▸ EXERCISE REQUIREMENTS: Your answer must be every line below, repeated exactly.

┌──

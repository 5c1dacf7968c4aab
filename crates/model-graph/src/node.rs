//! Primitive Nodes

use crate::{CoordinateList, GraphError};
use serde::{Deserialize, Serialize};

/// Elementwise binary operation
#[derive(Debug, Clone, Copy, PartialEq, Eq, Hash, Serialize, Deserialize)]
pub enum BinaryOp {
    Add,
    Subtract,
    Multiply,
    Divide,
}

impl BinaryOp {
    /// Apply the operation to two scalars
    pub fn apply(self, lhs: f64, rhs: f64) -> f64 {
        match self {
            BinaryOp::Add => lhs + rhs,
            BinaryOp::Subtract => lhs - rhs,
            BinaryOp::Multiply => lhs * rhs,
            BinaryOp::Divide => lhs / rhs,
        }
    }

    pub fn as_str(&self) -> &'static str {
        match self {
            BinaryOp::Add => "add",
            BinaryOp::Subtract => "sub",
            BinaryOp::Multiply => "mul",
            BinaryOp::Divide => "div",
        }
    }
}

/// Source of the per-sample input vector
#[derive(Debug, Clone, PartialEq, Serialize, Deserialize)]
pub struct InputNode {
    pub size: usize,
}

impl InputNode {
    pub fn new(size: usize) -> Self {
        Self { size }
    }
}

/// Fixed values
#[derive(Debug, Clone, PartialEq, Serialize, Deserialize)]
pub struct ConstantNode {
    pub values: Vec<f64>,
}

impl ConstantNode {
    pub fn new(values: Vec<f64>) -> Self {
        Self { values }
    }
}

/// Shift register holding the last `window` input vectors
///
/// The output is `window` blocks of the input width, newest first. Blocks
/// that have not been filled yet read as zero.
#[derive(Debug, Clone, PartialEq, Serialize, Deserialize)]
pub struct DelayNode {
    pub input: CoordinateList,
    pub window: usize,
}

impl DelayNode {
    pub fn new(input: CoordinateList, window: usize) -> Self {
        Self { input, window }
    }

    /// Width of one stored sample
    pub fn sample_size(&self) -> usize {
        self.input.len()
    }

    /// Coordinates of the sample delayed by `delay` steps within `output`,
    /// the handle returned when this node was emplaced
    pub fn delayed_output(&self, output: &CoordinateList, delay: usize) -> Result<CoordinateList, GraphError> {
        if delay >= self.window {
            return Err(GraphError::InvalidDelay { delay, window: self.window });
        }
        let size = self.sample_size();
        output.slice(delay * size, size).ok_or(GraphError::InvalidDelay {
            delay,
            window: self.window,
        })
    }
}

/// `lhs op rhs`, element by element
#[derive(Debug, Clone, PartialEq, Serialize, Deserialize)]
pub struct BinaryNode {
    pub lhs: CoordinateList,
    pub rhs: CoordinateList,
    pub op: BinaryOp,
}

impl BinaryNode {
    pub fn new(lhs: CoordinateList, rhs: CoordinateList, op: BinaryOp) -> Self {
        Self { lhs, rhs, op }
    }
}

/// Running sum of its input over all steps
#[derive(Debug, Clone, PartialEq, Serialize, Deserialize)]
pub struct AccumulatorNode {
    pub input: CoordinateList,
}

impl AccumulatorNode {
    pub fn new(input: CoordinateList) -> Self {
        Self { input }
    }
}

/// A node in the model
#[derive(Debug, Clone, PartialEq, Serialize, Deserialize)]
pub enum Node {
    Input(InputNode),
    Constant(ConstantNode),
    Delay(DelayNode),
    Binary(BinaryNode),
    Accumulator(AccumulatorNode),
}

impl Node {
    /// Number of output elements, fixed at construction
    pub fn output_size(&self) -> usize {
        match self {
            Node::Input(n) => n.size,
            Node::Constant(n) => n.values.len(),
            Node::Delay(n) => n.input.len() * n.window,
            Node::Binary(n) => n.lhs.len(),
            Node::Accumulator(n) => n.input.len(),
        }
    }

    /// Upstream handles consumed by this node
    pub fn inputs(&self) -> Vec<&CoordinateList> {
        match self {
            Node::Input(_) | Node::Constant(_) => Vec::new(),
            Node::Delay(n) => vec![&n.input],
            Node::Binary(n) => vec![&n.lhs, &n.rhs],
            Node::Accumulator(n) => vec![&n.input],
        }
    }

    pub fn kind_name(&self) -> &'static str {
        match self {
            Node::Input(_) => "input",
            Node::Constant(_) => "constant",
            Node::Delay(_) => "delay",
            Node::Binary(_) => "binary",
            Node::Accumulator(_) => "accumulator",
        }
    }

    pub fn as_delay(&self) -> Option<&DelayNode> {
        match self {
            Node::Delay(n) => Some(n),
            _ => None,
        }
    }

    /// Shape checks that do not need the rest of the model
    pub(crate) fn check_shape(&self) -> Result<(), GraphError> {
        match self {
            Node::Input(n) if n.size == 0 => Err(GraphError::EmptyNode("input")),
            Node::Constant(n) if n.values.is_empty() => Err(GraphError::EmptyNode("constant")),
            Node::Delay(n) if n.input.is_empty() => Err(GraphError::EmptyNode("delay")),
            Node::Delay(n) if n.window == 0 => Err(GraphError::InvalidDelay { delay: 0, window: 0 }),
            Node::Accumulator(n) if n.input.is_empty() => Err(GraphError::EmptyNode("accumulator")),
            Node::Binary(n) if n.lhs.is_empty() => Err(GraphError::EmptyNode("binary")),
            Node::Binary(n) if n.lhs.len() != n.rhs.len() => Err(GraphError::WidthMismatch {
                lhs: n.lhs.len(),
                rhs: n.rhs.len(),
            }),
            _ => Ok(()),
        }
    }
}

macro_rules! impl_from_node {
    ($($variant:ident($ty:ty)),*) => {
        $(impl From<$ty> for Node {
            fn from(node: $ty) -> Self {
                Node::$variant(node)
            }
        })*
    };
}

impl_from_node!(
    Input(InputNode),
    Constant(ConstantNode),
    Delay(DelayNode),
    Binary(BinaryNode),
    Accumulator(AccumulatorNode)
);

└──

▸ WRITTEN REPLY:
repository 5c1dacf7968c4aab
filename crates/model-graph/src/node.rs
//! Primitive Nodes

use crate::{CoordinateList, GraphError};
use serde::{Deserialize, Serialize};

/// Elementwise binary operation
#[derive(Debug, Clone, Copy, PartialEq, Eq, Hash, Serialize, Deserialize)]
pub enum BinaryOp {
    Add,
    Subtract,
    Multiply,
    Divide,
}

impl BinaryOp {
    /// Apply the operation to two scalars
    pub fn apply(self, lhs: f64, rhs: f64) -> f64 {
        match self {
            BinaryOp::Add => lhs + rhs,
            BinaryOp::Subtract => lhs - rhs,
            BinaryOp::Multiply => lhs * rhs,
            BinaryOp::Divide => lhs / rhs,
        }
    }

    pub fn as_str(&self) -> &'static str {
        match self {
            BinaryOp::Add => "add",
            BinaryOp::Subtract => "sub",
            BinaryOp::Multiply => "mul",
            BinaryOp::Divide => "div",
        }
    }
}

/// Source of the per-sample input vector
#[derive(Debug, Clone, PartialEq, Serialize, Deserialize)]
pub struct InputNode {
    pub size: usize,
}

impl InputNode {
    pub fn new(size: usize) -> Self {
        Self { size }
    }
}

/// Fixed values
#[derive(Debug, Clone, PartialEq, Serialize, Deserialize)]
pub struct ConstantNode {
    pub values: Vec<f64>,
}

impl ConstantNode {
    pub fn new(values: Vec<f64>) -> Self {
        Self { values }
    }
}

/// Shift register holding the last `window` input vectors
///
/// The output is `window` blocks of the input width, newest first. Blocks
/// that have not been filled yet read as zero.
#[derive(Debug, Clone, PartialEq, Serialize, Deserialize)]
pub struct DelayNode {
    pub input: CoordinateList,
    pub window: usize,
}

impl DelayNode {
    pub fn new(input: CoordinateList, window: usize) -> Self {
        Self { input, window }
    }

    /// Width of one stored sample
    pub fn sample_size(&self) -> usize {
        self.input.len()
    }

    /// Coordinates of the sample delayed by `delay` steps within `output`,
    /// the handle returned when this node was emplaced
    pub fn delayed_output(&self, output: &CoordinateList, delay: usize) -> Result<CoordinateList, GraphError> {
        if delay >= self.window {
            return Err(GraphError::InvalidDelay { delay, window: self.window });
        }
        let size = self.sample_size();
        output.slice(delay * size, size).ok_or(GraphError::InvalidDelay {
            delay,
            window: self.window,
        })
    }
}

/// `lhs op rhs`, element by element
#[derive(Debug, Clone, PartialEq, Serialize, Deserialize)]
pub struct BinaryNode {
    pub lhs: CoordinateList,
    pub rhs: CoordinateList,
    pub op: BinaryOp,
}

impl BinaryNode {
    pub fn new(lhs: CoordinateList, rhs: CoordinateList, op: BinaryOp) -> Self {
        Self { lhs, rhs, op }
    }
}

/// Running sum of its input over all steps
#[derive(Debug, Clone, PartialEq, Serialize, Deserialize)]
pub struct AccumulatorNode {
    pub input: CoordinateList,
}

impl AccumulatorNode {
    pub fn new(input: CoordinateList) -> Self {
        Self { input }
    }
}

/// A node in the model
#[derive(Debug, Clone, PartialEq, Serialize, Deserialize)]
pub enum Node {
    Input(InputNode),
    Constant(ConstantNode),
    Delay(DelayNode),
    Binary(BinaryNode),
    Accumulator(AccumulatorNode),
}

impl Node {
    /// Number of output elements, fixed at construction
    pub fn output_size(&self) -> usize {
        match self {
            Node::Input(n) => n.size,
            Node::Constant(n) => n.values.len(),
            Node::Delay(n) => n.input.len() * n.window,
            Node::Binary(n) => n.lhs.len(),
            Node::Accumulator(n) => n.input.len(),
        }
    }

    /// Upstream handles consumed by this node
    pub fn inputs(&self) -> Vec<&CoordinateList> {
        match self {
            Node::Input(_) | Node::Constant(_) => Vec::new(),
            Node::Delay(n) => vec![&n.input],
            Node::Binary(n) => vec![&n.lhs, &n.rhs],
            Node::Accumulator(n) => vec![&n.input],
        }
    }

    pub fn kind_name(&self) -> &'static str {
        match self {
            Node::Input(_) => "input",
            Node::Constant(_) => "constant",
            Node::Delay(_) => "delay",
            Node::Binary(_) => "binary",
            Node::Accumulator(_) => "accumulator",
        }
    }

    pub fn as_delay(&self) -> Option<&DelayNode> {
        match self {
            Node::Delay(n) => Some(n),
            _ => None,
        }
    }

    /// Shape checks that do not need the rest of the model
    pub(crate) fn check_shape(&self) -> Result<(), GraphError> {
        match self {
            Node::Input(n) if n.size == 0 => Err(GraphError::EmptyNode("input")),
            Node::Constant(n) if n.values.is_empty() => Err(GraphError::EmptyNode("constant")),
            Node::Delay(n) if n.input.is_empty() => Err(GraphError::EmptyNode("delay")),
            Node::Delay(n) if n.window == 0 => Err(GraphError::InvalidDelay { delay: 0, window: 0 }),
            Node::Accumulator(n) if n.input.is_empty() => Err(GraphError::EmptyNode("accumulator")),
            Node::Binary(n) if n.lhs.is_empty() => Err(GraphError::EmptyNode("binary")),
            Node::Binary(n) if n.lhs.len() != n.rhs.len() => Err(GraphError::WidthMismatch {
                lhs: n.lhs.len(),
                rhs: n.rhs.len(),
            }),
            _ => Ok(()),
        }
    }
}

macro_rules! impl_from_node {
    ($($variant:ident($ty:ty)),*) => {
        $(impl From<$ty> for Node {
            fn from(node: $ty) -> Self {
                Node::$variant(node)
            }
        })*
    };
}

impl_from_node!(
    Input(InputNode),
    Constant(ConstantNode),
    Delay(DelayNode),
    Binary(BinaryNode),
    Accumulator(AccumulatorNode)
);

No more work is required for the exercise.